__WHAT IS NEEDED__
Copy out every line of the records where the string "AwaitingRefresh" occurs.

(Items from a data source)

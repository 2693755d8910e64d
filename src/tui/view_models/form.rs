//! # Form Session
//!
//! Three labeled inputs followed by Cancel and Submit controls. Focus walks
//! a ring of five slots: the fields first, then the two controls.

use crate::api::NewEntry;
use crate::config::{FROM_CHAR_LIMIT, MESSAGE_CHAR_LIMIT, SUBJECT_CHAR_LIMIT};
use crate::tui::models::TextField;

/// Number of text inputs in the form
pub const FIELD_COUNT: usize = 3;

/// Focus slots: every field plus Cancel and Submit
pub const FOCUS_SLOTS: usize = FIELD_COUNT + 2;

pub const FROM_FIELD: usize = 0;
pub const SUBJECT_FIELD: usize = 1;
pub const MESSAGE_FIELD: usize = 2;

#[derive(Debug, Clone, Copy, PartialEq, Eq)]
pub enum FormState {
    Editing,
    Cancelled,
    Submitted,
}

#[derive(Debug, Clone, Copy, PartialEq, Eq)]
pub enum FocusTarget {
    Field(usize),
    Cancel,
    Submit,
}

impl FocusTarget {
    fn from_index(index: usize) -> Self {
        match index {
            i if i < FIELD_COUNT => FocusTarget::Field(i),
            i if i == FIELD_COUNT => FocusTarget::Cancel,
            _ => FocusTarget::Submit,
        }
    }
}

#[derive(Debug, Clone)]
pub struct FormSession {
    fields: [TextField; FIELD_COUNT],
    focus: usize,
    state: FormState,
}

impl Default for FormSession {
    fn default() -> Self {
        Self::new()
    }
}

impl FormSession {
    pub fn new() -> Self {
        Self {
            fields: [
                TextField::new("From (email): ", "user@example.com", FROM_CHAR_LIMIT),
                TextField::new("Subject:      ", "My subject", SUBJECT_CHAR_LIMIT),
                TextField::new("Message:      ", "Message", MESSAGE_CHAR_LIMIT),
            ],
            focus: 0,
            state: FormState::Editing,
        }
    }

    /// Create a form with pre-filled values, e.g. from command line flags
    pub fn with_values(from: Option<&str>, subject: Option<&str>, message: Option<&str>) -> Self {
        let mut form = Self::new();
        for (index, value) in [from, subject, message].into_iter().enumerate() {
            if let Some(value) = value {
                form.fields[index].set_value(value);
            }
        }
        form
    }

    pub fn fields(&self) -> &[TextField] {
        &self.fields
    }

    pub fn field(&self, index: usize) -> Option<&TextField> {
        self.fields.get(index)
    }

    pub fn focus(&self) -> usize {
        self.focus
    }

    pub fn focus_target(&self) -> FocusTarget {
        FocusTarget::from_index(self.focus)
    }

    pub fn is_focused(&self, target: FocusTarget) -> bool {
        self.focus_target() == target
    }

    pub fn state(&self) -> FormState {
        self.state
    }

    pub fn is_exited(&self) -> bool {
        self.state != FormState::Editing
    }

    /// The three values as a record candidate
    pub fn entry(&self) -> NewEntry {
        NewEntry::new(
            self.fields[FROM_FIELD].value(),
            self.fields[SUBJECT_FIELD].value(),
            self.fields[MESSAGE_FIELD].value(),
        )
    }

    /// Focused field, if editing and focus is on a field
    fn focused_field_mut(&mut self) -> Option<&mut TextField> {
        if self.state != FormState::Editing {
            return None;
        }
        self.fields.get_mut(self.focus)
    }

    /// Run an edit against the focused field only
    pub fn edit<F>(&mut self, op: F) -> bool
    where
        F: FnOnce(&mut TextField) -> bool,
    {
        self.focused_field_mut().map(op).unwrap_or(false)
    }

    pub fn insert_char(&mut self, ch: char) -> bool {
        self.edit(|field| field.insert_char(ch))
    }

    // === Focus ===

    /// Advance focus, wrapping from Submit back to the first field
    pub fn focus_next(&mut self) -> usize {
        self.set_focus((self.focus + 1) % FOCUS_SLOTS)
    }

    /// Move focus back, wrapping from the first field to Submit
    pub fn focus_prev(&mut self) -> usize {
        self.set_focus((self.focus + FOCUS_SLOTS - 1) % FOCUS_SLOTS)
    }

    fn set_focus(&mut self, focus: usize) -> usize {
        if self.state == FormState::Editing {
            tracing::trace!("Form focus {} -> {}", self.focus, focus);
            self.focus = focus;
        }
        self.focus
    }

    /// Enter: advance on a field, otherwise trigger the focused control
    pub fn activate(&mut self) {
        match self.focus_target() {
            FocusTarget::Field(_) => {
                self.focus_next();
            }
            FocusTarget::Cancel => self.cancel(),
            FocusTarget::Submit => self.submit(),
        }
    }

    pub fn cancel(&mut self) {
        if self.state == FormState::Editing {
            tracing::debug!("Form cancelled");
            self.state = FormState::Cancelled;
        }
    }

    pub fn submit(&mut self) {
        if self.state == FormState::Editing {
            tracing::debug!("Form submitted");
            self.state = FormState::Submitted;
        }
    }
}
//! # Table Session
//!
//! Browse state for the fetched submissions: the row set, a selection
//! cursor and a fixed-height viewport, plus the delete and refresh
//! round-trips. Network calls are made by the controller; this type only
//! records which one is in flight and absorbs its result.

use super::StatusMessage;
use crate::api::{ClientError, Entry};

#[derive(Debug, Clone, PartialEq, Eq)]
pub enum TableState {
    Browsing,
    AwaitingRefresh,
    AwaitingDelete { id: String },
    Exited,
}

#[derive(Debug, Clone)]
pub struct TableSession {
    rows: Vec<Entry>,
    cursor: usize,
    offset: usize,
    height: usize,
    state: TableState,
    status: Option<StatusMessage>,
    last_deleted: Option<String>,
}

impl TableSession {
    /// Create a session over an initial sweep result
    pub fn new(rows: Vec<Entry>, height: usize) -> Self {
        Self {
            rows,
            cursor: 0,
            offset: 0,
            height: height.max(1),
            state: TableState::Browsing,
            status: None,
            last_deleted: None,
        }
    }

    pub fn rows(&self) -> &[Entry] {
        &self.rows
    }

    pub fn len(&self) -> usize {
        self.rows.len()
    }

    pub fn is_empty(&self) -> bool {
        self.rows.is_empty()
    }

    /// Selected row index, `None` for an empty table
    pub fn cursor(&self) -> Option<usize> {
        (!self.rows.is_empty()).then_some(self.cursor)
    }

    /// Index of the first visible row
    pub fn offset(&self) -> usize {
        self.offset
    }

    pub fn height(&self) -> usize {
        self.height
    }

    pub fn state(&self) -> &TableState {
        &self.state
    }

    pub fn status(&self) -> Option<&StatusMessage> {
        self.status.as_ref()
    }

    pub fn is_exited(&self) -> bool {
        self.state == TableState::Exited
    }

    pub fn selected(&self) -> Option<&Entry> {
        self.cursor().and_then(|i| self.rows.get(i))
    }

    /// Rows inside the viewport
    pub fn visible_rows(&self) -> &[Entry] {
        let end = (self.offset + self.height).min(self.rows.len());
        &self.rows[self.offset.min(end)..end]
    }

    fn is_browsing(&self) -> bool {
        self.state == TableState::Browsing
    }

    // === Cursor movement ===

    pub fn move_up(&mut self, amount: usize) -> bool {
        self.set_cursor(self.cursor.saturating_sub(amount))
    }

    pub fn move_down(&mut self, amount: usize) -> bool {
        self.set_cursor(self.cursor.saturating_add(amount))
    }

    pub fn page_up(&mut self) -> bool {
        self.move_up(self.height)
    }

    pub fn page_down(&mut self) -> bool {
        self.move_down(self.height)
    }

    pub fn half_page_up(&mut self) -> bool {
        self.move_up((self.height / 2).max(1))
    }

    pub fn half_page_down(&mut self) -> bool {
        self.move_down((self.height / 2).max(1))
    }

    pub fn goto_top(&mut self) -> bool {
        self.set_cursor(0)
    }

    pub fn goto_bottom(&mut self) -> bool {
        self.set_cursor(usize::MAX)
    }

    /// Move the selection, clamped to the row set. Returns whether it moved.
    fn set_cursor(&mut self, target: usize) -> bool {
        if !self.is_browsing() || self.rows.is_empty() {
            return false;
        }
        let old = self.cursor;
        self.cursor = target.min(self.rows.len() - 1);
        self.scroll_to_cursor();
        if old == self.cursor {
            return false;
        }
        // A notice is shown until the selection moves on
        self.status = None;
        true
    }

    /// Keep the cursor in range and inside the viewport
    fn clamp(&mut self) {
        if self.rows.is_empty() {
            self.cursor = 0;
            self.offset = 0;
            return;
        }
        self.cursor = self.cursor.min(self.rows.len() - 1);
        self.offset = self.offset.min(self.rows.len().saturating_sub(self.height));
        self.scroll_to_cursor();
    }

    fn scroll_to_cursor(&mut self) {
        if self.cursor < self.offset {
            self.offset = self.cursor;
        } else if self.cursor >= self.offset + self.height {
            self.offset = self.cursor + 1 - self.height;
        }
    }

    // === Server round-trips ===

    /// Enter `AwaitingDelete` for the selected row and return its id
    pub fn begin_delete(&mut self) -> Option<String> {
        if !self.is_browsing() {
            return None;
        }
        let id = self.selected()?.id.clone();
        tracing::debug!("Deleting entry {}", id);
        self.state = TableState::AwaitingDelete { id: id.clone() };
        Some(id)
    }

    /// Absorb a delete result. Returns true when a refresh sweep must follow.
    pub fn finish_delete(&mut self, result: Result<(), ClientError>) -> bool {
        let TableState::AwaitingDelete { id } = &self.state else {
            tracing::warn!("finish_delete called in state {:?}", self.state);
            return false;
        };
        let id = id.clone();

        match result {
            Ok(()) => {
                self.last_deleted = Some(id);
                self.state = TableState::AwaitingRefresh;
                true
            }
            Err(e) => {
                tracing::warn!("Delete of {} failed: {}", id, e);
                self.status = Some(StatusMessage::error(e.to_string()));
                self.state = TableState::Browsing;
                false
            }
        }
    }

    /// Enter `AwaitingRefresh`. Returns false when not browsing.
    pub fn begin_refresh(&mut self) -> bool {
        if !self.is_browsing() {
            return false;
        }
        self.state = TableState::AwaitingRefresh;
        true
    }

    /// Absorb a sweep result; a failed sweep keeps the current rows
    pub fn finish_refresh(&mut self, result: Result<Vec<Entry>, ClientError>) {
        if self.state != TableState::AwaitingRefresh {
            tracing::warn!("finish_refresh called in state {:?}", self.state);
            return;
        }
        self.state = TableState::Browsing;
        let deleted = self.last_deleted.take();

        match result {
            Ok(rows) => {
                self.rows = rows;
                self.clamp();
                let message = match deleted {
                    Some(id) => format!("Deleted {} ({} left)", id, self.rows.len()),
                    None => format!("Loaded {} entries", self.rows.len()),
                };
                self.status = Some(StatusMessage::info(message));
            }
            Err(e) => {
                tracing::warn!("Refresh failed: {}", e);
                self.status = Some(StatusMessage::error(e.to_string()));
            }
        }
    }

    pub fn quit(&mut self) {
        self.state = TableState::Exited;
    }
}
//! Tracing setup
//!
//! The terminal sessions own stdout, so log lines go to the file named by
//! `MAILBOX_LOG_FILE` when it is set and to stderr otherwise.

use crate::config::{LOG_FILE_ENV_VAR, LOG_LEVEL_ENV_VAR};
use anyhow::{Context, Result};
use std::fs::OpenOptions;
use std::sync::Mutex;
use tracing_subscriber::fmt::time::ChronoLocal;
use tracing_subscriber::EnvFilter;

const TIMESTAMP_FORMAT: &str = "%Y-%m-%dT%H:%M:%S%.3f%:z";

/// Resolve the filter directive: the environment wins, then `--verbose`.
pub fn log_filter(verbose: bool) -> String {
    #[allow(clippy::disallowed_methods)]
    let from_env = std::env::var(LOG_LEVEL_ENV_VAR)
        .ok()
        .filter(|level| !level.trim().is_empty());

    match from_env {
        Some(level) => level.to_lowercase(),
        None if verbose => "debug".to_string(),
        None => "warn".to_string(),
    }
}

/// Install the global subscriber. Calling it twice is harmless.
pub fn init_tracing(verbose: bool) -> Result<()> {
    let filter = EnvFilter::try_new(log_filter(verbose))
        .or_else(|_| EnvFilter::try_new("warn"))
        .context("failed to build log filter")?;

    let builder = tracing_subscriber::fmt()
        .with_env_filter(filter)
        .with_timer(ChronoLocal::new(TIMESTAMP_FORMAT.to_string()))
        .with_ansi(false);

    #[allow(clippy::disallowed_methods)]
    let result = match std::env::var_os(LOG_FILE_ENV_VAR) {
        Some(path) => {
            let file = OpenOptions::new()
                .create(true)
                .append(true)
                .open(&path)
                .with_context(|| format!("failed to open log file {path:?}"))?;
            builder.with_writer(Mutex::new(file)).try_init()
        }
        None => builder.with_writer(std::io::stderr).try_init(),
    };

    if result.is_err() {
        tracing::debug!("Tracing already initialized");
    }

    Ok(())
}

__WORKED SOLUTION__
    AwaitingRefresh,
                self.state = TableState::AwaitingRefresh;
    /// Enter `AwaitingRefresh`. Returns false when not browsing.
        self.state = TableState::AwaitingRefresh;
        if self.state != TableState::AwaitingRefresh {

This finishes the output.